Keeping Balance Is the Mathews Way

Chargers rookie runs on all limbs

A stubbing of the toe into a door. A tripping over a shoe in the middle of the night.

By his own admission, Chargers running back Ryan Mathews can be “a little clumsy” at home, which makes him guilty of nothing more than normalcy, the occasional uncoordinated moments that provide evidence he is human.

Then he steps onto a football field and you start to wonder.

Mathews rushed the ball 16 times for 65 yards and a score in Sunday's 31-0 win over the Chiefs, the expected productivity of a touted rookie running back. Only he didn't look like one, gaining extra yardage in an exhibit of body balance that less resembled Paul Hornung than it did Paul Hamm.

A gymnast in shoulder pads, the 6-foot, 218-pound Mathews had the footwork of a foxtrot savant, contorting his body to angles that would make a protractor jealous.

In the third quarter, the absorption of contact sent his feet flying 5 feet into the air. He seemed doomed to lose 4 yards, but he stuck his landing and scampered back to the line of scrimmage.
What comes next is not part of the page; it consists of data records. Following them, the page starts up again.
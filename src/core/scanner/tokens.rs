//! External token kinds and source coordinates shared with the host parser.
//!
//! This module declares the token kinds the external scanner exchanges with
//! the host, the set type the host uses to announce which of them are valid
//! at the current parse position, and the spans reported by the literal
//! driver.
//!
//! # Model
//! - `ExternalToken` enumerates the kinds listed in the grammar's
//!   `externals` array, in the same order. The discriminant is the index the
//!   host uses in its valid-symbol flags.
//! - `ValidTokens` is a bitset over `ExternalToken`.
//! - `SymbolLocation` records a single position as `(line, column)`.
//! - `SymbolSpan` records a contiguous region `[start, end]`.

use std::fmt;

/// Token kinds declared as externals by the Cool grammar.
///
/// Order matters: it mirrors the grammar's `externals` list, and the host
/// addresses valid-symbol flags by this index.
#[derive(Debug, Clone, Copy, PartialEq, Eq, Hash)]
pub enum ExternalToken {
    /// The body of a double-quoted string, without the quotes.
    StringContent = 0,
    /// Never produced. Valid only while the host probes during error
    /// recovery, when every external is marked valid at once.
    ErrorSentinel = 1,
}

impl ExternalToken {
    /// Every external token, in grammar order.
    pub const ALL: [ExternalToken; 2] =
        [ExternalToken::StringContent, ExternalToken::ErrorSentinel];

    /// Returns the index of this kind in the host's valid-symbol flags.
    #[must_use]
    pub fn index(self) -> usize {
        self as usize
    }

    /// Returns the kind at `index` in grammar order, if any.
    ///
    /// ## Examples
    /// ```
    /// # use cool_scanner::core::scanner::ExternalToken;
    /// assert_eq!(
    ///     ExternalToken::from_index(0),
    ///     Some(ExternalToken::StringContent)
    /// );
    /// assert_eq!(ExternalToken::from_index(7), None);
    /// ```
    #[must_use]
    pub fn from_index(index: usize) -> Option<Self> {
        Self::ALL.get(index).copied()
    }

    /// Returns the grammar name of this kind.
    #[must_use]
    pub fn name(self) -> &'static str {
        match self {
            ExternalToken::StringContent => "string_content",
            ExternalToken::ErrorSentinel => "_error_sentinel",
        }
    }

    fn bit(self) -> u8 {
        1 << (self as u8)
    }
}

impl fmt::Display for ExternalToken {
    fn fmt(&self, f: &mut fmt::Formatter<'_>) -> fmt::Result {
        f.write_str(self.name())
    }
}

/// The set of external tokens the host accepts at the current position.
///
/// ## Examples
/// ```
/// # use cool_scanner::core::scanner::{ExternalToken, ValidTokens};
/// let valid = ValidTokens::only(ExternalToken::StringContent);
/// assert!(valid.contains(ExternalToken::StringContent));
/// assert!(!valid.is_error_recovery());
/// assert!(ValidTokens::all().is_error_recovery());
/// ```
#[derive(Debug, Clone, Copy, PartialEq, Eq, Default, Hash)]
pub struct ValidTokens {
    bits: u8,
}

impl ValidTokens {
    /// A set with no valid tokens.
    #[must_use]
    pub fn empty() -> Self {
        Self { bits: 0 }
    }

    /// A set with every external token valid, as during error recovery.
    #[must_use]
    pub fn all() -> Self {
        ExternalToken::ALL
            .iter()
            .fold(Self::empty(), |set, &token| set.with(token))
    }

    /// A set containing exactly `token`.
    #[must_use]
    pub fn only(token: ExternalToken) -> Self {
        Self::empty().with(token)
    }

    /// Returns a copy of this set with `token` added.
    #[must_use]
    pub fn with(self, token: ExternalToken) -> Self {
        Self {
            bits: self.bits | token.bit(),
        }
    }

    /// Builds a set from the host's boolean flags, indexed in grammar order.
    ///
    /// Missing trailing flags count as `false`; extra flags are ignored.
    ///
    /// ## Examples
    /// ```
    /// # use cool_scanner::core::scanner::{ExternalToken, ValidTokens};
    /// let valid = ValidTokens::from_flags(&[true, false]);
    /// assert_eq!(valid, ValidTokens::only(ExternalToken::StringContent));
    /// ```
    #[must_use]
    pub fn from_flags(flags: &[bool]) -> Self {
        ExternalToken::ALL
            .iter()
            .zip(flags)
            .filter(|&(_, &valid)| valid)
            .fold(Self::empty(), |set, (&token, _)| set.with(token))
    }

    /// Returns `true` if `token` is valid.
    #[must_use]
    pub fn contains(self, token: ExternalToken) -> bool {
        self.bits & token.bit() != 0
    }

    /// Returns `true` if no token is valid.
    #[must_use]
    pub fn is_empty(self) -> bool {
        self.bits == 0
    }

    /// Returns `true` when the host is probing during error recovery.
    ///
    /// The sentinel is never valid in a real parse state, so its presence
    /// alone identifies the probe.
    #[must_use]
    pub fn is_error_recovery(self) -> bool {
        self.contains(ExternalToken::ErrorSentinel)
    }

    /// Iterates over the valid tokens in grammar order.
    pub fn tokens(self) -> impl Iterator<Item = ExternalToken> {
        ExternalToken::ALL
            .into_iter()
            .filter(move |&token| self.contains(token))
    }
}

impl FromIterator<ExternalToken> for ValidTokens {
    fn from_iter<I: IntoIterator<Item = ExternalToken>>(iter: I) -> Self {
        iter.into_iter().fold(Self::empty(), Self::with)
    }
}

/// A position in the source text.
///
/// Positions are expressed as 1-based line and column numbers.
#[derive(Debug, Clone, PartialEq, Eq)]
pub struct SymbolLocation {
    /// Line number of the position.
    pub line: u32,
    /// Column number of the position.
    pub column: u32,
}

/// A contiguous range in the source text.
#[derive(Debug, Clone, PartialEq, Eq)]
pub struct SymbolSpan {
    /// The start location of the span.
    pub start: SymbolLocation,
    /// The end location of the span.
    pub end: SymbolLocation,
}

impl SymbolSpan {
    /// A span that starts and ends at `location`.
    #[must_use]
    pub fn point(location: SymbolLocation) -> Self {
        Self {
            start: location.clone(),
            end: location,
        }
    }
}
In the fourth quarter, he was tripped up when turning the right corner on a run. The play appeared lost, but he jabbed his right hand into Qualcomm Stadium's turf for leverage and ran 15 yards for a touchdown.

Most running backs only stiff arm defenders. Matthew stiff arms the ground in what is becoming his signature move.

“I just run,” Mathews said. “It's all natural. Get what you can. That's what is. I've just been blessed with the ability to stay on my feet like that.”

The trait that defines the Mathews family. The story that has become nationally known.

Born in 1987. Raised by a single, 16-year-old mother. Lived for months in a 1969 Oldsmobile during the early period of infancy. Watched his mother not give in. Watched her work as many as three jobs to support him.

On Sunday, when Mathews played healthy for the first time since suffering a high ankle sprain in the second game of the season, he ran with his mother's conviction.

“There were a couple plays where he certainly should have been” tackled, quarterback Philip Rivers said. “But his relentless effort kept him alive.”

So is the Mathews way.

Past the door. Past the shoe. Past defenders.

Second efforts spark double-takes.

“Sometime I look and I'm like, 'Man, he got caught for a 2-yard loss,'” said running back Mike Tolbert. “Then the next thing I know he's scoring a touchdown. To have that kind of balance at running back is a tremendous asset, and I'm glad he's on our team.”